Dmitri Kozak a accompagné l'ascension de Poutine pendant des décennies. Aujourd'hui, cet ancien confident a quitté ses fonctions après avoir osé contredire Poutine.
27.09.2025, 07:0227.09.2025, 07:02
Peter Riesbeck / t-online
Un article de
t-online

Très tôt, il a appris à dire non. C'était en août 1991. A Moscou, l'armée tentait un coup d'Etat. Le dernier président soviétique, Mikhaïl Gorbatchev, séjournait dans sa datcha d'été en Crimée, Saint-Pétersbourg portait encore le nom révolutionnaire de Leningrad.

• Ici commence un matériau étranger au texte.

//! LRU (Least Recently Used) replacement policy.
//!
//! Evicts the least recently touched entry. Every hit (read or overwrite)
//! refreshes the entry's access stamp and moves it to the most-recent
//! position, so the eviction order is a total order over last accesses.
//!
//! ## Architecture
//!
//! ```text
//!   index: FxHashMap<K, SlotId>        list: IntrusiveList<CacheEntry>
//!   ┌─────────┬─────────┐              head ─► [C] ◄──► [A] ◄──► [B] ◄── tail
//!   │  key A  │  id_1   │                 MRU                       LRU
//!   │  key B  │  id_2   │                                        (victim)
//!   │  key C  │  id_3   │
//!   └─────────┴─────────┘
//! ```
//!
//! | Operation | Time | Notes                               |
//! |-----------|------|-------------------------------------|
//! | `get`     | O(1) | Hit moves entry to front (MRU)      |
//! | `insert`  | O(1) | May evict the back (LRU) entry      |
//! | `remove`  | O(1) | Arbitrary removal is order-safe     |
//! | `pop_lru` | O(1) | Back of the list                    |

use rustc_hash::FxHashMap;
use std::hash::Hash;

use crate::ds::{IntrusiveList, SlotId};
use crate::entry::{CacheEntry, Tick};
use crate::error::ConfigError;
#[cfg(feature = "metrics")]
use crate::metrics::{CacheMetricsSnapshot, PolicyMetrics};
use crate::traits::{CoreCache, LruCacheTrait, MutableCache, ReadOnlyCache};

/// Least-recently-used cache.
///
/// # Example
///
/// ```
/// use cachefront::policy::lru::LruCache;
/// use cachefront::traits::{CoreCache, ReadOnlyCache};
///
/// let mut cache = LruCache::new(2);
/// cache.insert("a", 1);
/// cache.insert("b", 2);
/// cache.get(&"a");      // "b" is now least recently used
/// cache.insert("c", 3); // evicts "b"
///
/// assert_eq!(cache.get(&"b"), None);
/// assert_eq!(cache.get(&"a"), Some(&1));
/// assert_eq!(cache.get(&"c"), Some(&3));
/// ```
#[derive(Debug)]
pub struct LruCache<K, V>
where
    K: Clone + Eq + Hash,
{
    index: FxHashMap<K, SlotId>,
    list: IntrusiveList<CacheEntry<K, V>>,
    capacity: usize,
    tick: Tick,
    #[cfg(feature = "metrics")]
    metrics: PolicyMetrics,
}

impl<K, V> LruCache<K, V>
where
    K: Clone + Eq + Hash,
{
    /// Creates a new LRU cache with the specified capacity.
    ///
    /// # Panics
    ///
    /// Panics if `capacity` is zero. See [`try_new`](Self::try_new).
    pub fn new(capacity: usize) -> Self {
        match Self::try_new(capacity) {
            Ok(cache) => cache,
            Err(e) => panic!("{}", e),
        }
    }

    /// Creates a new LRU cache, returning an error on invalid parameters.
    ///
    /// # Errors
    ///
    /// Returns [`ConfigError`] if `capacity` is zero.
    pub fn try_new(capacity: usize) -> Result<Self, ConfigError> {
        if capacity == 0 {
            return Err(ConfigError::new("cache capacity must be greater than zero"));
        }
        Ok(Self {
            index: FxHashMap::with_capacity_and_hasher(capacity, Default::default()),
            list: IntrusiveList::with_capacity(capacity),
            capacity,
            tick: 0,
            #[cfg(feature = "metrics")]
            metrics: PolicyMetrics::default(),
        })
    }

    fn next_tick(&mut self) -> Tick {
        self.tick += 1;
        self.tick
    }

    /// Evicts the LRU entry, returning it.
    fn evict_lru(&mut self) -> Option<(K, V)> {
        let entry = self.list.pop_back()?;
        self.index.remove(&entry.key);
        #[cfg(feature = "metrics")]
        self.metrics.record_eviction();
        Some((entry.key, entry.value))
    }

    /// Captures a snapshot of this instance's operation counters.
    #[cfg(feature = "metrics")]
    pub fn metrics(&self) -> CacheMetricsSnapshot {
        self.metrics.snapshot(self.index.len(), self.capacity)
    }

    #[cfg(any(test, debug_assertions))]
    pub fn debug_validate_invariants(&self) {
        self.list.debug_validate_invariants();
        assert_eq!(self.index.len(), self.list.len());
        assert!(self.list.len() <= self.capacity);
        for &id in self.index.values() {
            assert!(self.list.contains(id));
        }
    }
}

impl<K, V> ReadOnlyCache<K, V> for LruCache<K, V>
where
    K: Clone + Eq + Hash,
{
    fn contains(&self, key: &K) -> bool {
        self.index.contains_key(key)
    }

    fn len(&self) -> usize {
        self.index.len()
    }

    fn capacity(&self) -> usize {
        self.capacity
    }
}

impl<K, V> CoreCache<K, V> for LruCache<K, V>
where
    K: Clone + Eq + Hash,
{
    fn get(&mut self, key: &K) -> Option<&V> {
        let id = match self.index.get(key) {
            Some(&id) => id,
            None => {
                #[cfg(feature = "metrics")]
                self.metrics.record_get(false);
                return None;
            }
        };

        let tick = self.next_tick();
        self.list.move_to_front(id);
        let entry = self.list.get_mut(id).expect("lru entry missing");
        entry.last_accessed = tick;
        #[cfg(feature = "metrics")]
        self.metrics.record_get(true);
        self.list.get(id).map(|entry| &entry.value)
    }

    fn insert(&mut self, key: K, value: V) -> Option<V> {
        if let Some(&id) = self.index.get(&key) {
            let tick = self.next_tick();
            self.list.move_to_front(id);
            let entry = self.list.get_mut(id).expect("lru entry missing");
            entry.last_accessed = tick;
            let old = std::mem::replace(&mut entry.value, value);
            #[cfg(feature = "metrics")]
            self.metrics.record_insert(true);
            return Some(old);
        }

        if self.index.len() >= self.capacity {
            self.evict_lru();
        }

        let tick = self.next_tick();
        let id = self.list.push_front(CacheEntry::new(key.clone(), value, tick));
        self.index.insert(key, id);
        #[cfg(feature = "metrics")]
        self.metrics.record_insert(false);
        None
    }

    fn clear(&mut self) {
        self.index.clear();
        self.list.clear();
    }
}

impl<K, V> MutableCache<K, V> for LruCache<K, V>
where
    K: Clone + Eq + Hash,
{
    fn remove(&mut self, key: &K) -> Option<V> {
        let id = self.index.remove(key)?;
        let entry = self.list.remove(id).expect("lru entry missing");
        Some(entry.value)
    }
}

impl<K, V> LruCacheTrait<K, V> for LruCache<K, V>
where
    K: Clone + Eq + Hash,
{
    fn pop_lru(&mut self) -> Option<(K, V)> {
        let entry = self.list.pop_back()?;
        self.index.remove(&entry.key);
        Some((entry.key, entry.value))
    }

    fn peek_lru(&self) -> Option<(&K, &V)> {
        self.list.back().map(|entry| (&entry.key, &entry.value))
    }

    fn touch(&mut self, key: &K) -> bool {
        let id = match self.index.get(key) {
            Some(&id) => id,
            None => return false,
        };
        let tick = self.next_tick();
        self.list.move_to_front(id);
        if let Some(entry) = self.list.get_mut(id) {
            entry.last_accessed = tick;
        }
        true
    }
}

Le Comité d'Etat pour l'état d'urgence, comme se nommaient les insurgés, essaya aussi de prendre le pouvoir dans l'administration municipale.

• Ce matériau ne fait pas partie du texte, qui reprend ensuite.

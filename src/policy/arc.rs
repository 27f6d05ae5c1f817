//! Adaptive Replacement Cache (ARC) replacement policy.
//!
//! ARC balances recency against frequency at runtime by maintaining four
//! lists and a self-tuning target parameter `p`, instead of committing to a
//! fixed preference the way LRU or LFU do.
//!
//! ## Architecture
//!
//! ```text
//! ┌─────────────────────────────────────────────────────────────────────┐
//! │                         ArcCache<K, V> Layout                       │
//! │                                                                     │
//! │   T1 (live: seen once)                T2 (live: seen repeatedly)    │
//! │   ┌─────────────────────────┐         ┌─────────────────────────┐   │
//! │   │ MRU               LRU   │ promote │ MRU               LRU   │   │
//! │   │  [e] ◄──► [d] ◄──► [c] ─┼────────►│  [a] ◄──► [b] ◄──► ...  │   │
//! │   │ IntrusiveList + t1_map  │ on hit  │ IntrusiveList + t2_map  │   │
//! │   └───────────┬─────────────┘         └───────────┬─────────────┘   │
//! │               │ evict                             │ evict           │
//! │               ▼                                   ▼                 │
//! │   B1 (ghost history of T1)            B2 (ghost history of T2)      │
//! │   ┌─────────────────────────┐         ┌─────────────────────────┐   │
//! │   │ GhostList<K>: keys only │         │ GhostList<K>: keys only │   │
//! │   └─────────────────────────┘         └─────────────────────────┘   │
//! │                                                                     │
//! │   p: target size for T1 (0 ≤ p ≤ capacity)                          │
//! │   • insert hits B1 → raise p (recency was undervalued)              │
//! │   • insert hits B2 → lower p (frequency was undervalued)            │
//! └─────────────────────────────────────────────────────────────────────┘
//! ```
//!
//! ## Ghost Hits and Adaptation
//!
//! A miss on a key whose ghost record survives in B1 or B2 is a *near miss*:
//! the policy held that key until one eviction ago, so its size split between
//! the tiers was slightly wrong. The adjustment to `p` is proportional to how
//! lopsided the histories already are: `max(1, |B2|/|B1|)` up on a B1 hit,
//! `max(1, |B1|/|B2|)` down on a B2 hit. The adjustment is self-damping rather
//! than a fixed step. The floor of 1 also covers the empty-opposite-list
//! case, so no division guard beyond it is needed.
//!
//! A ghost hit re-enters the cache directly in T2: the ghost record is proof
//! of reuse, which is precisely T2's admission criterion.
//!
//! ## Operations
//!
//! | Operation | Time   | Notes                                       |
//! |-----------|--------|---------------------------------------------|
//! | `get`     | O(1)   | Hit in T1 graduates the entry to T2         |
//! | `insert`  | O(1)*  | *Amortized; may trim ghosts and evict       |
//! | `len`     | O(1)   | Live entries only (T1 + T2)                 |
//!
//! ## Invariants
//!
//! - An item is in exactly one of the four lists; each per-list index map
//!   mirrors its list exactly.
//! - `|T1| + |B1| ≤ capacity`; `|T1| + |T2| ≤ capacity`; `0 ≤ p ≤ capacity`.
//! - Ghost records hold keys only. Because demotion moves the key into a
//!   [`GhostList`] and drops the value, a ghost structurally cannot leak a
//!   stale value, and the live-list index maps can never resolve to a ghost.
//!
//! ## References
//!
//! - Megiddo & Modha, "ARC: A Self-Tuning, Low Overhead Replacement Cache",
//!   FAST 2003
//!
//! ## Thread Safety
//!
//! Not thread-safe; every operation (including `get`) rebalances internal
//! lists and requires exclusive access.

use rustc_hash::FxHashMap;
use std::hash::Hash;

use crate::ds::{GhostList, IntrusiveList, SlotId};
use crate::error::ConfigError;
#[cfg(feature = "metrics")]
use crate::metrics::{CacheMetricsSnapshot, PolicyMetrics};
use crate::traits::{CoreCache, MutableCache, ReadOnlyCache};

/// Live entry in T1 or T2. Ghost records never use this type; they are keys
/// inside a [`GhostList`].
#[derive(Debug)]
struct ArcEntry<K, V> {
    key: K,
    value: V,
}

Mais un jeune juriste s'opposa aux putschistes: le chef du service juridique, Dmitri Kozak:

«Il a énuméré article par article les violations de la Constitution et a conclu que la prise de pouvoir était sans aucun doute illégale.»
Un de ses compagnons dans un entretien avec Meduza

Peu après, Kozak a rencontré un autre homme ambitieux à la municipalité de Leningrad: Vladimir Poutine. Tous deux sont restés inséparables pendant près de 30 ans. La semaine dernière, Kozak, aujourd'hui âgé de 66 ans, a démissionné contre toute attente de son poste de vice-chef de l'administration présidentielle. Le porte-parole du Kremlin, Dmitri Peskov, a laconiquement confirmé l'information. Une rupture après des décennies de collaboration.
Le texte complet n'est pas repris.